Saved data entries:
· · · · ·

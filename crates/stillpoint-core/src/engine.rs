//! The synchronization engine service.
//!
//! A [`SyncEngine`] owns the [`ActivityTracker`] and [`IdlenessMonitor`] for
//! one test run. Create it with [`SyncEngine::start`] when the run begins,
//! hand [`SyncEngine::tracker`] to every collaborator that starts
//! asynchronous work, and call [`SyncEngine::shutdown`] when the run ends to
//! find operations that were never untracked.
//!
//! Every action performed through the engine is recorded in a bounded
//! history for reporting.
//!
//! # Example
//!
//! ```no_run
//! use std::sync::Arc;
//! use std::time::Duration;
//! use stillpoint_core::action::MultiFingerSwipeAction;
//! use stillpoint_core::config::EngineConfig;
//! use stillpoint_core::element::ElementFrame;
//! use stillpoint_core::engine::SyncEngine;
//! use stillpoint_core::gesture::SwipeDirection;
//! # use stillpoint_core::injector::TouchDeliverer;
//! # async fn run(deliverer: Arc<dyn TouchDeliverer>) -> Result<(), Box<dyn std::error::Error>> {
//!
//! let engine = SyncEngine::start(EngineConfig::load().with_env_overrides())?;
//! let swipe = MultiFingerSwipeAction::swipe(SwipeDirection::Up, Duration::from_millis(300), 2)?;
//! let feed = ElementFrame::new(0.0, 100.0, 390.0, 600.0);
//!
//! engine.perform(&swipe, &feed, deliverer).await?;
//! engine.shutdown()?;
//! # Ok(())
//! # }
//! ```

use std::collections::VecDeque;
use std::sync::atomic::{AtomicBool, Ordering};
use std::sync::Arc;

use thiserror::Error;
use tokio::sync::RwLock;
use tokio::time::Instant;
use tracing::{error, info};

use crate::action::{ActionContext, ActionError, ActionRecord, ActionResult, GestureAction};
use crate::config::{ConfigError, EngineConfig};
use crate::element::TargetElement;
use crate::idle::{describe_pending, IdlenessMonitor};
use crate::injector::{MultiTouchInjector, TouchDeliverer};
use crate::tracker::{ActivityTracker, PendingOperation};

/// Maximum number of action records to retain in the ring buffer.
const MAX_HISTORY_SIZE: usize = 1000;

/// Errors returned by the [`SyncEngine`].
#[derive(Error, Debug)]
pub enum EngineError {
    /// The configuration failed validation.
    #[error(transparent)]
    Config(#[from] ConfigError),

    /// The performed action failed.
    #[error(transparent)]
    Action(#[from] ActionError),

    /// Operations were still tracked when the engine shut down.
    #[error("{} operation(s) still tracked at shutdown: {}", .0.len(), describe_pending(.0))]
    LeakedOperations(Vec<PendingOperation>),

    /// The engine was already shut down.
    #[error("Sync engine already shut down")]
    AlreadyShutDown,
}

/// Owner of the tracker and monitor for one test run.
pub struct SyncEngine {
    config: EngineConfig,
    tracker: Arc<ActivityTracker>,
    monitor: IdlenessMonitor,
    history: RwLock<VecDeque<ActionRecord>>,
    shut_down: AtomicBool,
}

impl SyncEngine {
    /// Validates `config` and creates an idle engine.
    pub fn start(config: EngineConfig) -> Result<Arc<Self>, EngineError> {
        config.validate()?;
        let tracker = Arc::new(ActivityTracker::new());
        let monitor = IdlenessMonitor::new(Arc::clone(&tracker)).with_poll_interval(config.idle_poll_interval());
        info!(
            idle_timeout_ms = config.idle_timeout_ms,
            poll_ms = config.idle_poll_interval_ms,
            "sync engine started"
        );
        Ok(Arc::new(Self {
            config,
            tracker,
            monitor,
            history: RwLock::new(VecDeque::with_capacity(MAX_HISTORY_SIZE)),
            shut_down: AtomicBool::new(false),
        }))
    }

    pub fn config(&self) -> &EngineConfig {
        &self.config
    }

    /// The tracker collaborators register their work with.
    pub fn tracker(&self) -> &Arc<ActivityTracker> {
        &self.tracker
    }

    pub fn monitor(&self) -> &IdlenessMonitor {
        &self.monitor
    }

    pub fn is_shut_down(&self) -> bool {
        self.shut_down.load(Ordering::SeqCst)
    }

    /// Builds an [`ActionContext`] delivering touches through `deliverer`.
    pub fn context(&self, deliverer: Arc<dyn TouchDeliverer>) -> ActionContext {
        let injector = MultiTouchInjector::new(Arc::clone(&self.tracker), deliverer);
        ActionContext::new(injector, self.monitor.clone(), self.config.idle_timeout())
            .with_path_config(self.config.path.clone())
    }

    /// Performs `action` on `element` and records the outcome.
    ///
    /// # Errors
    ///
    /// - [`EngineError::AlreadyShutDown`] after [`shutdown`](Self::shutdown);
    ///   nothing is injected or recorded
    /// - [`EngineError::Action`] when the action fails
    pub async fn perform(
        &self,
        action: &dyn GestureAction,
        element: &dyn TargetElement,
        deliverer: Arc<dyn TouchDeliverer>,
    ) -> Result<(), EngineError> {
        if self.is_shut_down() {
            return Err(EngineError::AlreadyShutDown);
        }

        let ctx = self.context(deliverer);
        let start = Instant::now();
        let result = action.perform(element, &ctx).await;
        let elapsed = start.elapsed();

        let record = ActionRecord::new(
            action.name(),
            element.description(),
            ActionResult::from(&result),
            elapsed,
        );
        info!(
            action = %record.action,
            success = record.result.is_success(),
            elapsed_ms = record.duration_ms,
            "action complete"
        );
        self.record(record).await;

        result.map_err(EngineError::from)
    }

    async fn record(&self, record: ActionRecord) {
        let mut history = self.history.write().await;
        if history.len() >= MAX_HISTORY_SIZE {
            history.pop_front();
        }
        history.push_back(record);
    }

    /// All recorded actions, oldest first.
    pub async fn history(&self) -> Vec<ActionRecord> {
        self.history.read().await.iter().cloned().collect()
    }

    /// Ends the run: cancels pending idle waits and checks the ledger.
    ///
    /// # Errors
    ///
    /// - [`EngineError::LeakedOperations`] listing operations that were
    ///   never untracked
    /// - [`EngineError::AlreadyShutDown`] on a second call
    pub fn shutdown(&self) -> Result<(), EngineError> {
        if self.shut_down.swap(true, Ordering::SeqCst) {
            return Err(EngineError::AlreadyShutDown);
        }
        self.monitor.cancel();

        let leaked = self.tracker.snapshot();
        if !leaked.is_empty() {
            error!(
                leaked = leaked.len(),
                "operations still tracked at shutdown: {}",
                describe_pending(&leaked)
            );
            return Err(EngineError::LeakedOperations(leaked));
        }
        info!("sync engine shut down");
        Ok(())
    }
}

impl std::fmt::Debug for SyncEngine {
    fn fmt(&self, f: &mut std::fmt::Formatter<'_>) -> std::fmt::Result {
        f.debug_struct("SyncEngine")
            .field("config", &self.config)
            .field("tracker", &self.tracker)
            .field("history", &"<RwLock<VecDeque<ActionRecord>>>")
            .field("shut_down", &self.is_shut_down())
            .finish()
    }
}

· · · · ·

● PROBLEM DETAILS:
Write the number of lines above that contain the string "work", and nothing besides.

● SOLUTION TO THIS TASK:
2